We did not use insulated IV tubing in this study for the previously stated reasons. Many current field IV systems use insulated tubing to prevent heat loss to the environment at the level of the tubing. This proposed system would benefit from future investigations using insulated IV tubing as it would likely result in higher delivery temperatures and may alter the number of FRHs required to appropriately heat the IVF. Adjustments would have to be made in future systems based on the use of insulated IV tubing.
We chose to wait 10 minutes after activating the FRHs to begin delivery of IVF. A 10-minute delay in the initiation of rewarming of a patient is a concern; however, the alternative of delivering ambient temperature fluids is less attractive. Initiating the IVF heating immediately on making contact with the victim could mitigate this 10-minute delay. This would allow the medical provider a 10-minute window to assess the patient, obtain IV access, and address any other emergent medical or procedural interventions as the fluid undergoes warming.
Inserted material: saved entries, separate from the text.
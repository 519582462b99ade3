//! Structured logging facility
//!
//! This module provides:
//! - Single initialization point via `init(profile)`
//! - Structured logging macros (`log_op_start!`, `log_op_end!`, `log_op_error!`)
//! - Test capture mode for deterministic assertions
//!
//! # Usage
//!
//! ```rust
//! use peaks_core::logging_facility::{init, Profile};
//!
//! // Initialize once at application startup
//! init(Profile::Development);
//! ```
//!
//! The calculator's injected [`crate::calculator::Logger`] is a separate
//! channel; these macros only carry diagnostics about the run itself.

pub mod init;
pub mod macros;
pub mod test_capture;

pub use init::{init, Profile};
pub use test_capture::{init_test_capture, CapturedEvent, TestCapture};
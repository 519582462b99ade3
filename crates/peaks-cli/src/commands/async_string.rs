//! Async string command
//!
//! Usage: peaks async-string [--delay-ms N] [--timeout-ms N]

use std::time::Duration;

use clap::Args;
use peaks_core::async_string::{AsyncStringProducer, DEFAULT_DELAY};

#[derive(Debug, Args)]
pub struct AsyncStringArgs {
    /// Worker delay before completion
    #[arg(long, default_value_t = DEFAULT_DELAY.as_millis() as u64)]
    pub delay_ms: u64,

    /// How long to wait for the completion before giving up
    #[arg(long, default_value_t = 10_000)]
    pub timeout_ms: u64,
}

/// Execute async-string command
pub fn execute(args: AsyncStringArgs) -> Result<(), Box<dyn std::error::Error>> {
    let rx = AsyncStringProducer::default()
        .with_delay(Duration::from_millis(args.delay_ms))
        .produce_string_channel();

    tracing::debug!(timeout_ms = args.timeout_ms, "waiting for completion");
    let value = rx.recv_timeout(Duration::from_millis(args.timeout_ms))?;
    println!("{}", value);
    Ok(())
}
//! Login state and the dialog rule derived from it

use std::rc::Rc;
use std::sync::Arc;

/// Read-only view of the current login state
#[cfg_attr(test, mockall::automock)]
pub trait AuthManager {
    fn is_logged_in(&self) -> bool;
}

impl<A: AuthManager + ?Sized> AuthManager for &A {
    fn is_logged_in(&self) -> bool {
        (**self).is_logged_in()
    }
}

impl<A: AuthManager + ?Sized> AuthManager for Rc<A> {
    fn is_logged_in(&self) -> bool {
        (**self).is_logged_in()
    }
}

impl<A: AuthManager + ?Sized> AuthManager for Arc<A> {
    fn is_logged_in(&self) -> bool {
        (**self).is_logged_in()
    }
}

/// Production auth: logged in while a user session is held
#[derive(Debug, Clone, Default, PartialEq, Eq)]
pub struct SessionAuth {
    user: Option<String>,
}

impl SessionAuth {
    pub fn new() -> Self {
        Self::default()
    }

    pub fn sign_in(&mut self, user: impl Into<String>) {
        let user = user.into();
        tracing::debug!(op = "sign_in", user = %user);
        self.user = Some(user);
    }

    pub fn sign_out(&mut self) {
        tracing::debug!(op = "sign_out");
        self.user = None;
    }

    pub fn user(&self) -> Option<&str> {
        self.user.as_deref()
    }
}

impl AuthManager for SessionAuth {
    fn is_logged_in(&self) -> bool {
        self.user.is_some()
    }
}

/// Decides whether the login prompt should be shown
///
/// Holds a borrow of the auth capability and asks it on every query, so a
/// change in login state is visible on the next call.
#[derive(Debug)]
pub struct LoginDialog<'a, A: ?Sized> {
    auth: &'a A,
}

impl<'a, A: AuthManager + ?Sized> LoginDialog<'a, A> {
    pub fn new(auth: &'a A) -> Self {
        Self { auth }
    }

    /// `true` when nobody is logged in
    pub fn should_show_login_dialog(&self) -> bool {
        !self.auth.is_logged_in()
    }
}
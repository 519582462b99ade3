//! Peaks CLI
//!
//! Command-line front end for poking at the core units by hand

use clap::{Parser, Subcommand};
use peaks_core::logging_facility::{init, Profile};

mod commands;

#[derive(Debug, Parser)]
#[command(name = "peaks")]
#[command(about = "Peaks - calculator, login dialog and validator playground", long_about = None)]
struct Cli {
    /// Emit diagnostics as JSON
    #[arg(long, global = true)]
    json: bool,

    #[command(subcommand)]
    command: Commands,
}

#[derive(Debug, Subcommand)]
enum Commands {
    /// Queue operations and run them through the calculator
    Calc(commands::calc::CalcArgs),
    /// Check a password against the strength rule
    Password(commands::password::PasswordArgs),
    /// Decide whether the login dialog should be shown
    Dialog(commands::dialog::DialogArgs),
    /// Wait for the background string producer
    AsyncString(commands::async_string::AsyncStringArgs),
    /// Integer division (truncates toward zero)
    Divide(commands::divide::DivideArgs),
}

fn main() {
    let cli = Cli::parse();
    init(if cli.json {
        Profile::Production
    } else {
        Profile::Development
    });

    let result = match cli.command {
        Commands::Calc(args) => commands::calc::execute(args),
        Commands::Password(args) => commands::password::execute(args),
        Commands::Dialog(args) => commands::dialog::execute(args),
        Commands::AsyncString(args) => commands::async_string::execute(args),
        Commands::Divide(args) => commands::divide::execute(args),
    };

    if let Err(e) = result {
        eprintln!("Error: {}", e);
        std::process::exit(1);
    }
}
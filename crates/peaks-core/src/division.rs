//! Integer division with an explicit failure channel

use std::time::Instant;

use crate::errors::{PeaksError, Result};
use crate::log_op_error;

const OP_DIVIDE: &str = "divide";

/// Divide `x` by `y`, truncating toward zero
///
/// # Errors
///
/// Returns `PeaksError::DivisionByZero` when `y == 0`, and
/// `PeaksError::Overflow` for `i64::MIN / -1`.
///
/// # Example
///
/// ```
/// use peaks_core::division::divide;
/// use peaks_core::errors::PeaksError;
///
/// assert_eq!(divide(7, 2), Ok(3));
/// assert_eq!(divide(-7, 2), Ok(-3));
/// assert_eq!(divide(1, 0), Err(PeaksError::DivisionByZero));
/// ```
pub fn divide(x: i64, y: i64) -> Result<i64> {
    let started = Instant::now();
    let outcome = if y == 0 {
        Err(PeaksError::DivisionByZero)
    } else {
        x.checked_div(y).ok_or(PeaksError::Overflow)
    };

    if let Err(err) = &outcome {
        log_op_error!(
            OP_DIVIDE,
            err.clone(),
            duration_ms = started.elapsed().as_millis() as u64
        );
    }
    outcome
}

#[cfg(test)]
mod tests {
    use super::*;

    #[test]
    fn test_exact_and_truncated_quotients() {
        assert_eq!(divide(6, 3), Ok(2));
        assert_eq!(divide(7, 2), Ok(3));
        assert_eq!(divide(0, 5), Ok(0));
    }

    #[test]
    fn test_truncates_toward_zero_for_negatives() {
        assert_eq!(divide(-7, 2), Ok(-3));
        assert_eq!(divide(7, -2), Ok(-3));
        assert_eq!(divide(-7, -2), Ok(3));
    }

    #[test]
    fn test_zero_divisor_is_an_error() {
        assert_eq!(divide(1, 0), Err(PeaksError::DivisionByZero));
        assert_eq!(divide(0, 0), Err(PeaksError::DivisionByZero));
    }

    #[test]
    fn test_min_over_minus_one_overflows_instead_of_panicking() {
        assert_eq!(divide(i64::MIN, -1), Err(PeaksError::Overflow));
        assert_eq!(divide(i64::MIN, 1), Ok(i64::MIN));
    }
}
Furthermore, if it is anticipated that multiple bags of IVF were needed, additional IVF bags could be warmed simultaneously as the first bags are drained.
Conclusions
The IVF heating system described here reliably delivered physiologically appropriate temperature IVF in 2 of the 3 ambient treatment conditions. This system provides a cost-effective, reliable, lightweight, and easy-to-use method for heating IVF in field settings, and may be beneficial when used in combination with other recommended external rewarming procedures in the prevention and treatment of hypothermia in wilderness medicine scenarios.